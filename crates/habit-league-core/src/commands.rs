//! Command surface shared by every frontend.
//!
//! [`Tracker`] bundles the ledger, the habit catalog, the history log and
//! the league settings behind one handle. Each method maps to one user
//! action and returns plain serializable values.

use std::sync::Arc;
use std::time::Duration;

use chrono::Utc;

use crate::error::Result;
use crate::habits::{Habit, HabitQuery, NewHabit};
use crate::history::{DailyPoints, HistoryRecord};
use crate::ledger::{Balance, PointsLedger};
use crate::league::{LeagueProgress, LeagueTable, ProgressBand, UpkeepPolicy};
use crate::reconciler::ReconciliationPoller;
use crate::storage::{Config, Database};

pub struct Tracker {
    ledger: Arc<PointsLedger>,
    leagues: LeagueTable,
    policy: UpkeepPolicy,
    band: ProgressBand,
    interval: Duration,
}

impl Tracker {
    /// Open the database in the data directory.
    pub fn open(config: &Config) -> Result<Self> {
        Self::new(Database::open()?, config)
    }

    pub fn new(db: Database, config: &Config) -> Result<Self> {
        Ok(Self {
            ledger: Arc::new(PointsLedger::new(db)?),
            leagues: config.league_table(),
            policy: config.upkeep_policy(),
            band: config.display.progress_band,
            interval: config.interval(),
        })
    }

    pub fn ledger(&self) -> &Arc<PointsLedger> {
        &self.ledger
    }

    pub fn create_or_get_user(&self) -> Result<Balance> {
        self.ledger.get_or_create_user()
    }

    pub fn update_user_points(&self, points: i64) -> Result<Balance> {
        self.ledger.apply_delta(points)
    }

    /// Charge `league_cost` through the configured upkeep policy and return
    /// the resulting point total.
    pub fn check_user_update(&self, league_cost: i64) -> Result<i64> {
        let policy = self.policy;
        let balance = self
            .ledger
            .apply_upkeep(|current| policy.charge(league_cost, current.updated_at, Utc::now()))?;
        Ok(balance.points)
    }

    pub fn get_records(&self) -> Result<Vec<HistoryRecord>> {
        self.ledger.with_db(|db| db.history().list())
    }

    pub fn daily_totals(&self) -> Result<Vec<DailyPoints>> {
        self.ledger.with_db(|db| db.history().daily_totals())
    }

    /// Delete every history record. The balance is kept.
    pub fn reset_records(&self) -> Result<usize> {
        self.ledger.with_db(|db| db.history().reset_all())
    }

    pub fn create_habit(&self, habit: &NewHabit) -> Result<Habit> {
        self.ledger.with_db(|db| db.habits().create(habit))
    }

    pub fn update_habit(&self, id: i64, habit: &NewHabit) -> Result<Habit> {
        self.ledger.with_db(|db| db.habits().update(id, habit))
    }

    pub fn delete_habit(&self, id: i64) -> Result<()> {
        self.ledger.with_db(|db| db.habits().delete(id))
    }

    pub fn get_habits(&self, query: HabitQuery) -> Result<Vec<Habit>> {
        self.ledger.with_db(|db| db.habits().list(query))
    }

    /// Mark a habit done: its points are applied to the balance.
    pub fn complete_habit(&self, id: i64) -> Result<Balance> {
        let habit = self.ledger.with_db(|db| db.habits().get(id))?;
        let balance = self.update_user_points(habit.points)?;
        tracing::info!(habit = %habit.habit_name, points = balance.points, "habit completed");
        Ok(balance)
    }

    pub fn league_status(&self) -> Result<LeagueProgress> {
        self.league_status_with(self.band)
    }

    pub fn league_status_with(&self, band: ProgressBand) -> Result<LeagueProgress> {
        let balance = self.create_or_get_user()?;
        Ok(self.leagues.progress(balance.points, band))
    }

    pub fn league_table(&self) -> &LeagueTable {
        &self.leagues
    }

    /// Run one reconciliation against the league the balance currently sits in.
    pub fn reconcile_once(&self) -> Result<Balance> {
        let (leagues, policy) = (&self.leagues, self.policy);
        self.ledger.apply_upkeep(|current| {
            let cost = leagues.current_league(current.points).league_cost;
            policy.charge(cost, current.updated_at, Utc::now())
        })
    }

    /// A poller wired to this tracker's ledger and settings. Not started.
    pub fn poller(&self) -> ReconciliationPoller {
        ReconciliationPoller::new(
            Arc::clone(&self.ledger),
            self.leagues.clone(),
            self.policy,
            self.interval,
        )
    }
}

#[cfg(test)]
mod tests {
    use super::*;
    use crate::error::{CoreError, ValidationError};
    use crate::history::RecordSource;

    fn tracker() -> Tracker {
        Tracker::new(Database::open_memory().unwrap(), &Config::default()).unwrap()
    }

    #[test]
    fn complete_habit_applies_its_points() {
        let t = tracker();
        let gym = t.create_habit(&NewHabit::new("Gym", 50).unwrap()).unwrap();
        let snack = t.create_habit(&NewHabit::new("Snack", -20).unwrap()).unwrap();

        t.complete_habit(gym.id).unwrap();
        let balance = t.complete_habit(snack.id).unwrap();
        assert_eq!(balance.points, 30);

        let deltas: Vec<i64> = t.get_records().unwrap().iter().map(|r| r.delta).collect();
        assert_eq!(deltas, vec![50, -20]);
    }

    #[test]
    fn completing_missing_habit_changes_nothing() {
        let t = tracker();
        assert!(matches!(
            t.complete_habit(42),
            Err(CoreError::NotFound { entity: "habit", id: 42 })
        ));
        assert_eq!(t.create_or_get_user().unwrap().points, 0);
        assert!(t.get_records().unwrap().is_empty());
    }

    #[test]
    fn check_user_update_returns_points() {
        let t = tracker();
        t.update_user_points(520).unwrap();
        assert_eq!(t.check_user_update(20).unwrap(), 500);
        assert_eq!(t.check_user_update(0).unwrap(), 500);
        assert!(matches!(
            t.check_user_update(-1),
            Err(CoreError::Validation(ValidationError::InvalidValue { .. }))
        ));
    }

    #[test]
    fn inactivity_policy_skips_recent_activity() {
        let mut config = Config::default();
        config.set("reconciliation.policy", "inactivity").unwrap();
        let t = Tracker::new(Database::open_memory().unwrap(), &config).unwrap();
        t.update_user_points(700).unwrap();

        // Balance just changed, so no whole period has elapsed
        assert_eq!(t.check_user_update(20).unwrap(), 700);
    }

    #[test]
    fn reconcile_once_uses_current_league() {
        let t = tracker();
        t.update_user_points(1000).unwrap();
        assert_eq!(t.reconcile_once().unwrap().points, 960);
        let last = t.get_records().unwrap().pop().unwrap();
        assert_eq!(last.source, RecordSource::LeagueCost);
    }

    #[test]
    fn league_status_follows_balance() {
        let t = tracker();
        t.update_user_points(2499).unwrap();
        assert_eq!(t.league_status().unwrap().league.title, "silver");
        t.update_user_points(1).unwrap();
        let status = t.league_status().unwrap();
        assert_eq!(status.league.title, "gold");
        assert_eq!(status.upper_bound, 2999);
        assert_eq!(
            t.league_status_with(ProgressBand::NextTier).unwrap().upper_bound,
            2999
        );
    }

    #[test]
    fn reset_records_keeps_balance() {
        let t = tracker();
        t.update_user_points(15).unwrap();
        assert_eq!(t.reset_records().unwrap(), 1);
        assert!(t.get_records().unwrap().is_empty());
        assert_eq!(t.create_or_get_user().unwrap().points, 15);
    }

    #[test]
    fn habit_crud_through_tracker() {
        let t = tracker();
        let h = t.create_habit(&NewHabit::new("Walk", 10).unwrap()).unwrap();
        t.update_habit(h.id, &NewHabit::new("Long walk", 25).unwrap()).unwrap();
        assert_eq!(t.get_habits(HabitQuery::default()).unwrap()[0].points, 25);
        t.delete_habit(h.id).unwrap();
        assert!(t.get_habits(HabitQuery::default()).unwrap().is_empty());
    }
}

■ **What to work on**
Nothing but an exact copy of the lines from the first one above through the line holding "pub fn daily_totals(&self)" should be returned.

■ **Expected answer**
filename crates/habit-league-core/src/commands.rs
//! Command surface shared by every frontend.
//!
//! [`Tracker`] bundles the ledger, the habit catalog, the history log and
//! the league settings behind one handle. Each method maps to one user
//! action and returns plain serializable values.

use std::sync::Arc;
use std::time::Duration;

use chrono::Utc;

use crate::error::Result;
use crate::habits::{Habit, HabitQuery, NewHabit};
use crate::history::{DailyPoints, HistoryRecord};
use crate::ledger::{Balance, PointsLedger};
use crate::league::{LeagueProgress, LeagueTable, ProgressBand, UpkeepPolicy};
use crate::reconciler::ReconciliationPoller;
use crate::storage::{Config, Database};

pub struct Tracker {
    ledger: Arc<PointsLedger>,
    leagues: LeagueTable,
    policy: UpkeepPolicy,
    band: ProgressBand,
    interval: Duration,
}

impl Tracker {
    /// Open the database in the data directory.
    pub fn open(config: &Config) -> Result<Self> {
        Self::new(Database::open()?, config)
    }

    pub fn new(db: Database, config: &Config) -> Result<Self> {
        Ok(Self {
            ledger: Arc::new(PointsLedger::new(db)?),
            leagues: config.league_table(),
            policy: config.upkeep_policy(),
            band: config.display.progress_band,
            interval: config.interval(),
        })
    }

    pub fn ledger(&self) -> &Arc<PointsLedger> {
        &self.ledger
    }

    pub fn create_or_get_user(&self) -> Result<Balance> {
        self.ledger.get_or_create_user()
    }

    pub fn update_user_points(&self, points: i64) -> Result<Balance> {
        self.ledger.apply_delta(points)
    }

    /// Charge `league_cost` through the configured upkeep policy and return
    /// the resulting point total.
    pub fn check_user_update(&self, league_cost: i64) -> Result<i64> {
        let policy = self.policy;
        let balance = self
            .ledger
            .apply_upkeep(|current| policy.charge(league_cost, current.updated_at, Utc::now()))?;
        Ok(balance.points)
    }

    pub fn get_records(&self) -> Result<Vec<HistoryRecord>> {
        self.ledger.with_db(|db| db.history().list())
    }

    pub fn daily_totals(&self) -> Result<Vec<DailyPoints>> {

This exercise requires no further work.